それこそまさに、わたしにとっては「杞憂」以外のなにものでもないのだけれど……汗
さあ。 映画感謝デーです。
一本目は、
「真木栗の穴」
売れない小説家・真木栗(まきぐり)が住む古いアパート。 ひょんなことから、書いたこともない官能小説の依頼が舞い込む。 書けずに苦しむ彼は、部屋の壁に小さな穴を見つける。そして隣室に、白い日傘をさした女が引っ越してきた。 真木栗は穴をとりつかれたように覗き、そのままに小説に書いてゆく。 穴の向こうのあやしい世界と、こちら側の世界とが錯綜してゆき、やがて……。
乱歩の世界です。
担当編集者の女の子が、よいです。 きっと、これから名前を耳にする機会が増えるでしょう……かわいいです。北乃きい系の、プラス、田中麗奈テイストを芯に感じました。
どうでもいいですね(汗)
たとえそれが白日夢だとしても、つかんだその手を離さないだろう。
わたしも、離しません。 離したら、書けません。 主演の西島秀俊さんが、またまたいい味でした。
「先生、原稿をとりにきました」
言われてみたいですね……。
今はほとんどがメールやFAXです。 手稿を編集部に持ち帰り、横に赤ペンで文字を解読しながら書き込んでチェックする姿をみると、わたしも、いい加減読める程度の丁寧さで書かないといけないな、と思いました。
さて次は、
「東南角部屋二階の女」
西島秀俊さんがまたまた主演されてます。
なんてことのない作品です。
だけど、なぜだか後悔など微塵も感じたりなどしない作品でした。
ひらたく言ってしまうと、爺さんと婆さんの、奥ゆかしくもかなわぬ愛のかたち……葛藤。 そこに関わることになった、孫を含めた男女三人の若者たちの、生き方、日常……。

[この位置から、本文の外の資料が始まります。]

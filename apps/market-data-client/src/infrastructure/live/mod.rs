//! Live Data Client
//!
//! [`LiveDataClient`] and the dispatch task that feeds its handlers.

mod client;
mod clock;
mod dispatch_loop;

pub use client::{Codecs, LiveChannels, LiveDataClient};
pub use clock::LiveClock;
pub use dispatch_loop::{DispatchMessage, QueueSink, SubscriptionSnapshot};
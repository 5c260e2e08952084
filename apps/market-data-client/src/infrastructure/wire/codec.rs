//! Wire Codecs
//!
//! JSON and `MessagePack` implementations of the codec ports.
//!
//! `MessagePack` output uses named fields (map format) so that enum
//! envelopes and optional fields decode unambiguously.

use serde::Serialize;
use serde::de::DeserializeOwned;

use super::messages::{BarRecord, TickRecord};
use crate::application::ports::{
    CodecError, DataSerializer, InstrumentSerializer, RequestSerializer, ResponseSerializer,
};
use crate::application::protocol::{DataRequest, DataResponse};
use crate::domain::market::{Bar, BarType, Instrument, Symbol, Tick};

/// A self-describing serde format.
pub trait WireFormat: Send + Sync {
    /// Encode a value.
    ///
    /// # Errors
    ///
    /// Returns a [`CodecError`] on encoding failure.
    fn encode<T: Serialize>(&self, value: &T) -> Result<Vec<u8>, CodecError>;

    /// Decode a value.
    ///
    /// # Errors
    ///
    /// Returns a [`CodecError`] if the bytes do not decode into `T`.
    fn decode<T: DeserializeOwned>(&self, bytes: &[u8]) -> Result<T, CodecError>;
}

/// JSON codec.
#[derive(Debug, Default, Clone, Copy)]
pub struct JsonCodec;

impl JsonCodec {
    /// Create a new JSON codec.
    #[must_use]
    pub const fn new() -> Self {
        Self
    }
}

impl WireFormat for JsonCodec {
    fn encode<T: Serialize>(&self, value: &T) -> Result<Vec<u8>, CodecError> {
        Ok(serde_json::to_vec(value)?)
    }

    fn decode<T: DeserializeOwned>(&self, bytes: &[u8]) -> Result<T, CodecError> {
        Ok(serde_json::from_slice(bytes)?)
    }
}

/// `MessagePack` codec.
#[derive(Debug, Default, Clone, Copy)]
pub struct MsgPackCodec;

impl MsgPackCodec {
    /// Create a new `MessagePack` codec.
    #[must_use]
    pub const fn new() -> Self {
        Self
    }
}

impl WireFormat for MsgPackCodec {
    fn encode<T: Serialize>(&self, value: &T) -> Result<Vec<u8>, CodecError> {
        Ok(rmp_serde::to_vec_named(value)?)
    }

    fn decode<T: DeserializeOwned>(&self, bytes: &[u8]) -> Result<T, CodecError> {
        Ok(rmp_serde::from_slice(bytes)?)
    }
}

impl<F: WireFormat> RequestSerializer for F {
    fn serialize_request(&self, request: &DataRequest) -> Result<Vec<u8>, CodecError> {
        self.encode(request)
    }
}

impl<F: WireFormat> ResponseSerializer for F {
    fn deserialize_response(&self, bytes: &[u8]) -> Result<DataResponse, CodecError> {
        self.decode(bytes)
    }
}

impl<F: WireFormat> DataSerializer for F {
    fn serialize_tick(&self, tick: &Tick) -> Result<Vec<u8>, CodecError> {
        self.encode(&TickRecord::from(tick))
    }

    fn deserialize_tick(&self, symbol: &Symbol, bytes: &[u8]) -> Result<Tick, CodecError> {
        let record: TickRecord = self.decode(bytes)?;
        Ok(record.into_tick(symbol.clone()))
    }

    fn serialize_bar(&self, bar: &Bar) -> Result<Vec<u8>, CodecError> {
        self.encode(&BarRecord::from(bar))
    }

    fn deserialize_bar(&self, bar_type: &BarType, bytes: &[u8]) -> Result<Bar, CodecError> {
        let record: BarRecord = self.decode(bytes)?;
        if record.low > record.high {
            return Err(CodecError::InvalidFormat(format!(
                "bar low {} above high {}",
                record.low, record.high
            )));
        }
        Ok(record.into_bar(bar_type.clone()))
    }
}

impl<F: WireFormat> InstrumentSerializer for F {
    fn serialize_instrument(&self, instrument: &Instrument) -> Result<Vec<u8>, CodecError> {
        self.encode(instrument)
    }

    fn deserialize_instrument(&self, bytes: &[u8]) -> Result<Instrument, CodecError> {
        self.decode(bytes)
    }
}

#[cfg(test)]
mod tests {
    use chrono::{TimeZone, Utc};
    use rust_decimal_macros::dec;
    use uuid::Uuid;

    use super::*;
    use crate::application::protocol::{DataQuery, ResponseMetadata};

    fn tick() -> Tick {
        Tick {
            symbol: "EUR/USD.FXCM".parse().unwrap(),
            bid: dec!(1.10000),
            ask: dec!(1.10010),
            bid_size: dec!(1000000),
            ask_size: dec!(2000000),
            timestamp: Utc.with_ymd_and_hms(2020, 1, 1, 0, 0, 1).unwrap(),
        }
    }

    #[test]
    fn json_tick_omits_symbol() {
        let bytes = JsonCodec::new().serialize_tick(&tick()).unwrap();
        let text = String::from_utf8(bytes).unwrap();
        assert!(!text.contains("EUR/USD"));
        assert!(text.contains("\"bid\":\"1.10000\""));
    }

    #[test]
    fn msgpack_tick_round_trip() {
        let codec = MsgPackCodec::new();
        let original = tick();
        let bytes = codec.serialize_tick(&original).unwrap();
        let decoded = codec.deserialize_tick(&original.symbol, &bytes).unwrap();
        assert_eq!(decoded, original);
    }

    #[test]
    fn msgpack_response_envelope() {
        let codec = MsgPackCodec::new();
        let response = DataResponse::Data {
            correlation_id: Uuid::new_v4(),
            metadata: ResponseMetadata {
                symbol: Some("EUR/USD.FXCM".to_string()),
                ..ResponseMetadata::default()
            },
            data: vec![codec.serialize_tick(&tick()).unwrap()],
        };

        let bytes = codec.encode(&response).unwrap();
        assert_eq!(codec.deserialize_response(&bytes).unwrap(), response);
    }

    #[test]
    fn json_request_envelope() {
        let symbol: Symbol = "EUR/USD.FXCM".parse().unwrap();
        let request = DataRequest::new(DataQuery::ticks(&symbol, None, None, None), Utc::now());
        let bytes = JsonCodec::new().serialize_request(&request).unwrap();
        let decoded: DataRequest = JsonCodec::new().decode(&bytes).unwrap();
        assert_eq!(decoded, request);
    }

    #[test]
    fn inverted_bar_rejected() {
        let codec = JsonCodec::new();
        let bytes = br#"{"open":"1.1","high":"1.0","low":"1.2","close":"1.1","volume":"10","timestamp":"2020-01-01T00:01:00Z"}"#;
        let bar_type: BarType = "EUR/USD.FXCM-1-MINUTE-BID".parse().unwrap();
        assert!(matches!(
            codec.deserialize_bar(&bar_type, bytes),
            Err(CodecError::InvalidFormat(_))
        ));
    }

    #[test]
    fn garbage_is_an_error() {
        assert!(JsonCodec::new().deserialize_response(b"not json").is_err());
        assert!(MsgPackCodec::new().deserialize_instrument(&[0xc1]).is_err());
    }
}
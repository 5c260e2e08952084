#![cfg_attr(
    test,
    allow(
        clippy::unwrap_used,
        clippy::expect_used,
        clippy::float_cmp,
        clippy::significant_drop_tightening,
        clippy::too_many_lines,
        clippy::needless_pass_by_value,
        clippy::items_after_statements
    )
)]

//! Market Data Client - Live and Backtest Data Access for Strategies
//!
//! A strategy-facing data client with two interchangeable implementations
//! behind one [`DataClient`] contract: a live client talking to a remote
//! data service, and a backtest client replaying recorded data
//! deterministically against a virtual clock.
//!
//! # Layers (inside → outside)
//!
//! - **Domain**: Market data types and subscription bookkeeping
//!   - `market`: symbols, bar types, ticks, bars, instruments
//!   - `subscription`: handlers, topics, handler registry
//!   - `aggregation`: tick and time bar aggregators
//!   - `cache`: parse-or-reuse cache for wire keys
//!
//! - **Application**: Contract, protocol and shared services
//!   - `ports`: data client, codec, transport and clock interfaces
//!   - `protocol`: request/response envelopes
//!   - `services`: data dispatcher, request validation
//!
//! - **Infrastructure**: Adapters and external integrations
//!   - `live`: live data client and its dispatch task
//!   - `transport`: WebSocket and in-memory channels
//!   - `wire`: JSON and `MessagePack` codecs
//!   - `config`, `health`, `metrics`, `telemetry`
//!
//! - **Backtest**: recorded data replay
//!
//! # Data Flow (live)
//!
//! ```text
//! tick/bar/instrument ──► subscriber ──► dispatch ──► DataDispatcher ──► handlers
//!   publishers            channels        queue        (+ aggregators)
//!                                           ▲
//! subscribe/unsubscribe ─── registry commands ┘
//! ```

#![forbid(unsafe_code)]
#![warn(missing_docs)]
#![warn(clippy::pedantic)]

// =============================================================================
// Module Declarations
// =============================================================================

/// Domain layer - Market data types with no I/O dependencies.
pub mod domain;

/// Application layer - Contract, protocol and shared services.
pub mod application;

/// Infrastructure layer - Adapters and external integrations.
pub mod infrastructure;

/// Backtest layer - Deterministic replay of recorded data.
pub mod backtest;

// =============================================================================
// Re-exports
// =============================================================================

// Domain types
pub use domain::market::{
    Bar, BarSpecification, BarStructure, BarType, Instrument, ModelError, PriceType, StrategyId,
    Symbol, Tick, Venue,
};
pub use domain::subscription::{Handler, HandlerRef};

// Contract
pub use application::error::DataClientError;
pub use application::ports::{Clock, DataClient, RequestOutcome, TimeEvent, VirtualClock};

// Live client
pub use infrastructure::config::{ConfigError, LiveClientConfig};
pub use infrastructure::live::{Codecs, LiveChannels, LiveClock, LiveDataClient};

// Backtest client
pub use backtest::{BacktestDataClient, BacktestDataContainer, BacktestError, TestClock};

// Metrics
pub use infrastructure::metrics::init_metrics;

// Telemetry
pub use infrastructure::telemetry::{TelemetryGuard, init as init_telemetry};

なにもなくても、そこに「ある」ということが大切なこと。
胸にひっかかる言葉が、いくつもありました。
「ぜんぶ、会社のせいにできるって、いいよな」
自分じゃどうしようもない、と、なにもしない言い訳。
「猿マネは、猿はマネなんか簡単にできない。できるのは人間だから、だ」
「もう会社員じゃないんだから、自分でしっかり自分を守らなくっちゃな」
「会社を辞めたワケを、もう一度、よおく考えてみるんだな」
仕事のせいで誰かを切らなければならないことに嫌気がさして、勢いに任せて辞めてしまった加瀬亮に、かけられてゆく言葉です。
「できないかもしれないけど、自分でもう一度、やってみる」
うん。 やってみましょうよ。 しのごのぬかすだけなら、正論なら、一般論なら、誰にだってできる。 やってみた者にしかわからないこと、見えないこと、言えないことだって、ある。
同じ映画館で隣合わせの同じ時間帯のレイトショー作品で……。
窓口でチケットを買うために作品名を口にするところまで、迷って、決まらずに、勝手に口が喋って選んでた作品だったけれど。
よかったと思います。
選ばなかったその扉は「ブリュレ」……。
中身はかなり、濃そうです。
「一卵性双生児って、心中したふたりの生まれ変わりなんだって」 「あなたもぜんぶ、燃やしてあげる」
コピーと主演の双子の女の子のフォトに、ぞくぞくっときてたのに……汗
ギンレイじゃやらないだろうなぁ……。